A dad from Worthing has set up a new social group for fathers and children to spend time together, challenging the preconceived ideas of dads being ‘babysitters’.
Dan Flanagan set up volunteer-run group Dad La Soul, aiming to stop social isolation for dads in a fun, welcoming environment for them and their children.
Father-of-one Dan, 44, said: “Being a dad can be quite a lonely life, but men don’t like to talk about that. But once you get over those initial barriers and have conversations, these common themes keep coming up.
“The ones like ‘I had to miss the parents evening or sports day because I couldn’t get home from work’. Or ‘I only get to see my son at bedtime, and I don’t know what to do’. When you open up those conversations, you start to realise there’s a different side to blokes - we don’t just want to talk about beer and footie.”
After becoming frustrated by the long commute, Dan left his corporate job three years ago to spend more time with six-year-old son Natty.
The death of his own father made Dan reevaluate his life, and he set up his own businesses, dad magazine Don’t Believe The Hype, which now has 15 dads around the UK sharing their personal stories of modern-day fatherhood and the intergenerational rave agency TotRockinBeats.
Dan said: “When I became more of a stay-at-home dad a few years ago, I had access to mother and toddler groups.
“However, there were very few dads there, and we were not made to feel very welcome.
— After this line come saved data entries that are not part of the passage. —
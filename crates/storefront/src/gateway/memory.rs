//! Process-local gateway.
//!
//! Tables are vectors of JSON documents behind a `tokio::sync::RwLock`.
//! IDs and `created_at` timestamps are generated on insert the way the
//! hosted backend's column defaults would.

use std::cmp::Ordering;
use std::collections::HashMap;

use chrono::{DateTime, FixedOffset, Utc};
use serde::Serialize;
use serde_json::{Map, Value};
use tokio::sync::RwLock;
use tracing::instrument;
use uuid::Uuid;

use super::{
    Direction, Filter, Gateway, GatewayError, Record, Table, from_document, to_document,
};

type Document = Map<String, Value>;

/// In-memory implementation of [`Gateway`].
#[derive(Debug, Default)]
pub struct InMemoryGateway {
    tables: RwLock<HashMap<Table, Vec<Document>>>,
}

impl InMemoryGateway {
    /// Create an empty gateway.
    #[must_use]
    pub fn new() -> Self {
        Self::default()
    }

    /// Number of rows currently stored in `table`.
    pub async fn row_count(&self, table: Table) -> usize {
        self.tables.read().await.get(&table).map_or(0, Vec::len)
    }
}

impl Gateway for InMemoryGateway {
    #[instrument(skip(self), fields(table = %R::TABLE))]
    async fn select<R: Record>(&self, filter: &Filter) -> Result<Vec<R>, GatewayError> {
        filter.validate(R::TABLE)?;
        let tables = self.tables.read().await;
        let mut rows: Vec<&Document> = tables
            .get(&R::TABLE)
            .map(|rows| rows.iter().filter(|row| matches(row, filter)).collect())
            .unwrap_or_default();

        if let Some((column, direction)) = filter.order() {
            // Stable sort: rows with equal keys keep insertion order.
            rows.sort_by(|a, b| {
                let ordering = compare_values(a.get(column), b.get(column));
                match direction {
                    Direction::Asc => ordering,
                    Direction::Desc => ordering.reverse(),
                }
            });
        }

        rows.into_iter()
            .map(|row| from_document(Value::Object(row.clone())))
            .collect()
    }

    async fn select_one<R: Record>(&self, filter: &Filter) -> Result<R, GatewayError> {
        let mut rows = self.select::<R>(filter).await?;
        match rows.len() {
            0 => Err(GatewayError::NotFound),
            1 => rows.pop().ok_or(GatewayError::NotFound),
            n => Err(GatewayError::Conflict(format!(
                "expected one {} row, found {n}",
                R::TABLE
            ))),
        }
    }

    #[instrument(skip(self, draft), fields(table = %R::TABLE))]
    async fn insert<R: Record>(&self, draft: &R::Draft) -> Result<R, GatewayError> {
        let mut document = to_document(R::TABLE, draft)?;
        document
            .entry("id")
            .or_insert_with(|| Value::String(Uuid::new_v4().to_string()));
        if R::TABLE.has_column("created_at") {
            document
                .entry("created_at")
                .or_insert_with(|| serde_json::to_value(Utc::now()).unwrap_or(Value::Null));
        }

        // Decode before storing so a bad draft never lands in the table.
        let record = from_document::<R>(Value::Object(document.clone()))?;

        let mut tables = self.tables.write().await;
        let rows = tables.entry(R::TABLE).or_default();
        check_unique(R::TABLE, rows, &document, None)?;
        rows.push(document);
        Ok(record)
    }

    #[instrument(skip(self, id, patch), fields(table = %R::TABLE, id = %id))]
    async fn update<R: Record, P: Serialize + Sync>(
        &self,
        id: R::Id,
        patch: &P,
    ) -> Result<R, GatewayError> {
        let patch = to_document(R::TABLE, patch)?;
        let id = id.to_string();

        let mut tables = self.tables.write().await;
        let rows = tables.get_mut(&R::TABLE).ok_or(GatewayError::NotFound)?;
        let index = rows
            .iter()
            .position(|row| text_of(row.get("id")).as_deref() == Some(id.as_str()))
            .ok_or(GatewayError::NotFound)?;

        let mut updated = rows.get(index).cloned().ok_or(GatewayError::NotFound)?;
        updated.extend(patch);
        let record = from_document::<R>(Value::Object(updated.clone()))?;
        check_unique(R::TABLE, rows, &updated, Some(index))?;

        if let Some(slot) = rows.get_mut(index) {
            *slot = updated;
        }
        Ok(record)
    }

    #[instrument(skip(self), fields(table = %table))]
    async fn delete(&self, table: Table, filter: &Filter) -> Result<u64, GatewayError> {
        filter.validate(table)?;
        if filter.is_unfiltered() {
            return Err(GatewayError::UnfilteredDelete(table));
        }

        let mut tables = self.tables.write().await;
        let Some(rows) = tables.get_mut(&table) else {
            return Ok(0);
        };
        let before = rows.len();
        rows.retain(|row| !matches(row, filter));
        Ok(u64::try_from(before - rows.len()).unwrap_or(u64::MAX))
    }
}

/// Unique keys mirrored from the `PostgreSQL` schema.
fn unique_keys(table: Table) -> &'static [&'static [&'static str]] {
    match table {
        Table::Categories | Table::Products => &[&["slug"]],
        Table::Users => &[&["email"]],
        Table::UserPasswords => &[&["user_id"]],
        Table::CartItems => &[&["user_id", "product_id"], &["session_id", "product_id"]],
    }
}

fn check_unique(
    table: Table,
    rows: &[Document],
    candidate: &Document,
    skip: Option<usize>,
) -> Result<(), GatewayError> {
    for key in unique_keys(table) {
        // NULLs never collide, as in SQL.
        let values: Option<Vec<String>> =
            key.iter().map(|column| text_of(candidate.get(*column))).collect();
        let Some(values) = values else {
            continue;
        };

        let collides = rows.iter().enumerate().any(|(index, row)| {
            Some(index) != skip
                && key
                    .iter()
                    .zip(&values)
                    .all(|(column, value)| text_of(row.get(*column)).as_ref() == Some(value))
        });
        if collides {
            return Err(GatewayError::Conflict(format!(
                "duplicate {table} ({})",
                key.join(", ")
            )));
        }
    }
    Ok(())
}

fn matches(row: &Document, filter: &Filter) -> bool {
    filter
        .conditions()
        .iter()
        .all(|(column, expected)| text_of(row.get(*column)).as_deref() == Some(expected.as_str()))
}

/// Text form of a stored value, mirroring `column::text` in SQL.
fn text_of(value: Option<&Value>) -> Option<String> {
    match value? {
        Value::Null => None,
        Value::String(s) => Some(s.clone()),
        other => Some(other.to_string()),
    }
}

/// Order values the way the backend would: timestamps chronologically,
/// numbers numerically, everything else by text. NULLs sort last.
fn compare_values(a: Option<&Value>, b: Option<&Value>) -> Ordering {
    let a = a.filter(|v| !v.is_null());
    let b = b.filter(|v| !v.is_null());
    match (a, b) {
        (None, None) => Ordering::Equal,
        (None, Some(_)) => Ordering::Greater,
        (Some(_), None) => Ordering::Less,
        (Some(Value::Number(x)), Some(Value::Number(y))) => x
            .as_f64()
            .partial_cmp(&y.as_f64())
            .unwrap_or(Ordering::Equal),
        (Some(Value::String(x)), Some(Value::String(y))) => {
            match (parse_timestamp(x), parse_timestamp(y)) {
                (Some(x), Some(y)) => x.cmp(&y),
                _ => x.cmp(y),
            }
        }
        (Some(x), Some(y)) => x.to_string().cmp(&y.to_string()),
    }
}

fn parse_timestamp(s: &str) -> Option<DateTime<FixedOffset>> {
    DateTime::parse_from_rfc3339(s).ok()
}

#[cfg(test)]
#[allow(clippy::unwrap_used)]
mod tests {
    use chrono::{DateTime, Utc};
    use serde::{Deserialize, Serialize};

    use super::*;

    #[derive(Debug, Deserialize)]
    struct Widget {
        id: Uuid,
        slug: String,
        name: String,
        created_at: DateTime<Utc>,
    }

    #[derive(Serialize)]
    struct NewWidget {
        slug: String,
        name: String,
    }

    impl Record for Widget {
        const TABLE: Table = Table::Categories;
        type Id = Uuid;
        type Draft = NewWidget;
    }

    fn draft(slug: &str, name: &str) -> NewWidget {
        NewWidget {
            slug: slug.to_owned(),
            name: name.to_owned(),
        }
    }

    #[tokio::test]
    async fn test_insert_generates_id_and_timestamp() {
        let gateway = InMemoryGateway::new();
        let a: Widget = gateway.insert(&draft("a", "Alpha")).await.unwrap();
        let b: Widget = gateway.insert(&draft("b", "Beta")).await.unwrap();
        assert_ne!(a.id, b.id);
        assert!(b.created_at >= a.created_at);
        assert_eq!(gateway.row_count(Table::Categories).await, 2);
    }

    #[tokio::test]
    async fn test_insert_rejects_duplicate_unique_key() {
        let gateway = InMemoryGateway::new();
        let _: Widget = gateway.insert(&draft("a", "Alpha")).await.unwrap();
        let err = gateway
            .insert::<Widget>(&draft("a", "Again"))
            .await
            .unwrap_err();
        assert!(matches!(err, GatewayError::Conflict(_)));
    }

    #[tokio::test]
    async fn test_select_filters_and_orders() {
        let gateway = InMemoryGateway::new();
        for (slug, name) in [("c", "Cherry"), ("a", "Apple"), ("b", "Banana")] {
            let _: Widget = gateway.insert(&draft(slug, name)).await.unwrap();
        }

        let ordered: Vec<Widget> = gateway
            .select(&Filter::new().order_by("name", Direction::Desc))
            .await
            .unwrap();
        let names: Vec<_> = ordered.iter().map(|w| w.name.as_str()).collect();
        assert_eq!(names, ["Cherry", "Banana", "Apple"]);

        let only: Vec<Widget> = gateway.select(&Filter::new().eq("slug", "b")).await.unwrap();
        assert_eq!(only.len(), 1);
        assert_eq!(only[0].slug, "b");
    }

    #[tokio::test]
    async fn test_select_one_not_found() {
        let gateway = InMemoryGateway::new();
        let err = gateway
            .select_one::<Widget>(&Filter::new().eq("slug", "missing"))
            .await
            .unwrap_err();
        assert!(matches!(err, GatewayError::NotFound));
    }

    #[tokio::test]
    async fn test_update_merges_patch() {
        #[derive(Serialize)]
        struct Rename<'a> {
            name: &'a str,
        }

        let gateway = InMemoryGateway::new();
        let widget: Widget = gateway.insert(&draft("a", "Alpha")).await.unwrap();
        let renamed: Widget = gateway
            .update(widget.id, &Rename { name: "Aleph" })
            .await
            .unwrap();
        assert_eq!(renamed.name, "Aleph");
        assert_eq!(renamed.slug, "a");

        let err = gateway
            .update::<Widget, _>(Uuid::new_v4(), &Rename { name: "x" })
            .await
            .unwrap_err();
        assert!(matches!(err, GatewayError::NotFound));
    }

    #[tokio::test]
    async fn test_update_rejects_unknown_column() {
        #[derive(Serialize)]
        struct Bogus {
            colour: &'static str,
        }

        let gateway = InMemoryGateway::new();
        let widget: Widget = gateway.insert(&draft("a", "Alpha")).await.unwrap();
        let err = gateway
            .update::<Widget, _>(widget.id, &Bogus { colour: "red" })
            .await
            .unwrap_err();
        assert!(matches!(err, GatewayError::UnknownColumn { .. }));
    }

    #[tokio::test]
    async fn test_delete_counts_rows_and_requires_filter() {
        let gateway = InMemoryGateway::new();
        let _: Widget = gateway.insert(&draft("a", "Alpha")).await.unwrap();
        let _: Widget = gateway.insert(&draft("b", "Beta")).await.unwrap();

        let removed = gateway
            .delete(Table::Categories, &Filter::new().eq("slug", "a"))
            .await
            .unwrap();
        assert_eq!(removed, 1);

        let removed = gateway
            .delete(Table::Categories, &Filter::new().eq("slug", "a"))
            .await
            .unwrap();
        assert_eq!(removed, 0);

        let err = gateway
            .delete(Table::Categories, &Filter::new())
            .await
            .unwrap_err();
        assert!(matches!(err, GatewayError::UnfilteredDelete(_)));
    }

    #[test]
    fn test_compare_values_orders_timestamps_chronologically() {
        let early = Value::String("2026-10-17T10:00:05.5Z".to_string());
        let late = Value::String("2026-10-17T10:00:05.50001Z".to_string());
        assert_eq!(compare_values(Some(&early), Some(&late)), Ordering::Less);
        assert_eq!(compare_values(None, Some(&late)), Ordering::Greater);
    }
}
There are questions you have to contend with like ‘why haven’t you got a proper job?’ and ‘are you here just to have an affair?’”
The only other option open to Dan was visiting soft-play centres, where he said he was surrounded by people sitting on their phones so, out of sheer frustration, Dad La Soul was born.
Now, the group of up to 50 dads and children meet monthly on a Saturday and take it in turns to lead the session and teach a new skill.
Activities including Lego, beatboxing, DJ workshops, soft-play, film-making, robot crafting and even stand-up comedy are now part of this dad and child playdate.
This month the group have a special guest in the form of professional comedian Aidan Goatley who will be performing his stand-up set and leading a ‘dad vs kid’ joke-off.
Dan said: “We love our kids, music, films, and having fun. We have so many skills to share, but sometimes no one to share them with.
“As a middle-aged man, it is very embarrassing to stick your hand up and say I need some friends. Men just don’t talk about things like that.”
The first few sessions were held at different locations. These included Colonnade House in Warwick Street in Worthing and the headquarters of Brighton-based search marketing agency Propellornet.
From June this year, the group found a new home at Guild Care day centre supporting older people Monday to Friday, which is usually closed at the weekend.
Men who attend the centre on weekdays have been invited to join Dad La Soul as ‘wannabe grandads’. Dan has also invited members of Men in Sheds, an organisation for retired men, to join in the fun.
Male friendship is at the heart of the concept because Dan believes as men get older, they often become trapped in tiny social circles. Although Dad La Soul will only meet monthly to start, Dan says members have already begun making friends, with some meeting up for a drink or organising play dates of their own.
Dan has big plans for the group and hopes to expand to towns and cities across the UK and beyond in the next few years.
He said: “What I’m looking to do is build a Dad’s Army of these clubs. As we grow, we’ll have a national, if not international, network of dads and that could have a hell of an impact.”
All dads and male carers are welcome, entry costs £5 for adults and children, £3 for OAPs, while babies go free.